═══ Source records ═══
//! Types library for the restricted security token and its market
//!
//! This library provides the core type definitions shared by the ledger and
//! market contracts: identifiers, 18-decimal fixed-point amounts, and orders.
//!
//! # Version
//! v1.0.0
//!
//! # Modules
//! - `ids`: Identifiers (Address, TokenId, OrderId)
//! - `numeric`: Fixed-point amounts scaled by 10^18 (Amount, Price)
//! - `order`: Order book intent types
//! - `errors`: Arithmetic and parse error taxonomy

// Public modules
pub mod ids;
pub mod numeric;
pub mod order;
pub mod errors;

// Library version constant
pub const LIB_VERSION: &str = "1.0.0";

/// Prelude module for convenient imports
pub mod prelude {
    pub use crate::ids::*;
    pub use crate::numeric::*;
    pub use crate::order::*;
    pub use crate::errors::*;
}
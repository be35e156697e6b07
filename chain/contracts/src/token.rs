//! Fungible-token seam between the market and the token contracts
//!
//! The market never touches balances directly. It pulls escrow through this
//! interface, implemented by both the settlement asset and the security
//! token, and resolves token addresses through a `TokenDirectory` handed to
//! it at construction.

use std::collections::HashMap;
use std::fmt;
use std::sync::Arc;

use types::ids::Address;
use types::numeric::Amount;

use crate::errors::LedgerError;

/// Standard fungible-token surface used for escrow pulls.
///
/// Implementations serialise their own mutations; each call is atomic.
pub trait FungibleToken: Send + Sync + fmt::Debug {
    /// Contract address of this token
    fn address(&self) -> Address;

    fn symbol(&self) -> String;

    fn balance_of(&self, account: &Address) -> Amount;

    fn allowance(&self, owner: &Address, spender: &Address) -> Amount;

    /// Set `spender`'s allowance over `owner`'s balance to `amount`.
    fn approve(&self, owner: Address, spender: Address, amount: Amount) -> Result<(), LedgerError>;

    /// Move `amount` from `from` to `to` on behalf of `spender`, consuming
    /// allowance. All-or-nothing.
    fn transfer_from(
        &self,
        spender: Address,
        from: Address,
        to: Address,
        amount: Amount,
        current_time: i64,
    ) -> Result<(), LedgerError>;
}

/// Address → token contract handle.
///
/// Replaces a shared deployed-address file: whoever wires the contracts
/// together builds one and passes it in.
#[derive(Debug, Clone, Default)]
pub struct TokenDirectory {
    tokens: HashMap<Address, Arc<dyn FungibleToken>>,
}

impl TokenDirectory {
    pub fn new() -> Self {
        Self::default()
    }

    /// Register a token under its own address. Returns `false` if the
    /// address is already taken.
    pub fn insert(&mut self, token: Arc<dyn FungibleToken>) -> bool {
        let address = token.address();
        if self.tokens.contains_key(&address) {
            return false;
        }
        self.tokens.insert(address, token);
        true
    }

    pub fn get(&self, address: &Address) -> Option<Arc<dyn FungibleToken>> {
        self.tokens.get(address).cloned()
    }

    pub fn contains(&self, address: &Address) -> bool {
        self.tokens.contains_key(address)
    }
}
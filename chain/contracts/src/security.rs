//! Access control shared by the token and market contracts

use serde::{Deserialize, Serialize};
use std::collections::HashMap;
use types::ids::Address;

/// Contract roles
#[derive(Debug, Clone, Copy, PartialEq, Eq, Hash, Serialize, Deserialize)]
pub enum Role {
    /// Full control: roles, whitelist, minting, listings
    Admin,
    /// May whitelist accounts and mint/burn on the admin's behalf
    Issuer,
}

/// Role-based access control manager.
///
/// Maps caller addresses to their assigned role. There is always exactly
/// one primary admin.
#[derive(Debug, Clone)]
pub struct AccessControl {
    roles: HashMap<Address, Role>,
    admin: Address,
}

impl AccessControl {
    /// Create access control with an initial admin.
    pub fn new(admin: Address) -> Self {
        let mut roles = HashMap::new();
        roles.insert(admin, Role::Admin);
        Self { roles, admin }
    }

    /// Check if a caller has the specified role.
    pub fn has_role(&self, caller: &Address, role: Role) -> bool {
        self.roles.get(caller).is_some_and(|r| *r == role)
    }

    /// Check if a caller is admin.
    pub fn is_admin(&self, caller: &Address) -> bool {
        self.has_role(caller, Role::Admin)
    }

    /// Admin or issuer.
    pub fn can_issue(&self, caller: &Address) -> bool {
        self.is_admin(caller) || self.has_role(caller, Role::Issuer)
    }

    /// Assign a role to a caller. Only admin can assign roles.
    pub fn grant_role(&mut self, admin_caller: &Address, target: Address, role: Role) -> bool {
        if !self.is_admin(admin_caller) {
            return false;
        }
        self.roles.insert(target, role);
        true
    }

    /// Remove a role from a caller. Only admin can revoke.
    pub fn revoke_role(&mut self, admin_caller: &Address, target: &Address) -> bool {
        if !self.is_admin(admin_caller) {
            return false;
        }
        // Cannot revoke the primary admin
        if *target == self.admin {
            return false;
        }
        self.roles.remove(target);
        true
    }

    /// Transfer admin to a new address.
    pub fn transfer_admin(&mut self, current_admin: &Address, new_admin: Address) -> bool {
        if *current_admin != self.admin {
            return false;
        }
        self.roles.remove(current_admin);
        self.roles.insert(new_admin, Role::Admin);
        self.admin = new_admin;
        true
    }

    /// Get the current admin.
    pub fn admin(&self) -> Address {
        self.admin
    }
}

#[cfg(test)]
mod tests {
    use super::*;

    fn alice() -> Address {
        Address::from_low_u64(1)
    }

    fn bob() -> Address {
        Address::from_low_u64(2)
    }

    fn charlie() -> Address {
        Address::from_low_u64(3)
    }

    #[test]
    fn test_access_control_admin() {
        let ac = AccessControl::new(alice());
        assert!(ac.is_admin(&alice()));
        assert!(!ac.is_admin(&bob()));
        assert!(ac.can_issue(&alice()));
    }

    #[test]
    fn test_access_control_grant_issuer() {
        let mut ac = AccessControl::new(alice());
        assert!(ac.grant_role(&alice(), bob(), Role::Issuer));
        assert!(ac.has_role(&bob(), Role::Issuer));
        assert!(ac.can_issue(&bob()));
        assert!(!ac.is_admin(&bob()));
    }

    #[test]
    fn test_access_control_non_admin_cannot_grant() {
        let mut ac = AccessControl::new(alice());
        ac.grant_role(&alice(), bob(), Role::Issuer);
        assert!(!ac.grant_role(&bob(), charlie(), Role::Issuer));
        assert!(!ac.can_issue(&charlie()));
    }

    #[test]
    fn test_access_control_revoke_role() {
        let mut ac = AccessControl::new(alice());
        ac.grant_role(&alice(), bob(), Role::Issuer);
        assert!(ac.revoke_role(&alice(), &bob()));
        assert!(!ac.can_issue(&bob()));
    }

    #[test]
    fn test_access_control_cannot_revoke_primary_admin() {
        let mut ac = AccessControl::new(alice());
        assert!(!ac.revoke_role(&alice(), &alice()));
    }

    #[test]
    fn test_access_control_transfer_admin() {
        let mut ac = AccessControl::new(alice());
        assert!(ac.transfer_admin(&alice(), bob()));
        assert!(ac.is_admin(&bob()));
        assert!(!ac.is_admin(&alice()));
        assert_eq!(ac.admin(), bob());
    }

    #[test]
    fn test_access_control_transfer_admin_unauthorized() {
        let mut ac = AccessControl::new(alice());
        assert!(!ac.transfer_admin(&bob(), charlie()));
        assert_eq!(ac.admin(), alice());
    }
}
═══
**Description of the task**
Only a number should be returned: the count of lines above that include "owner".

**Answer below**
3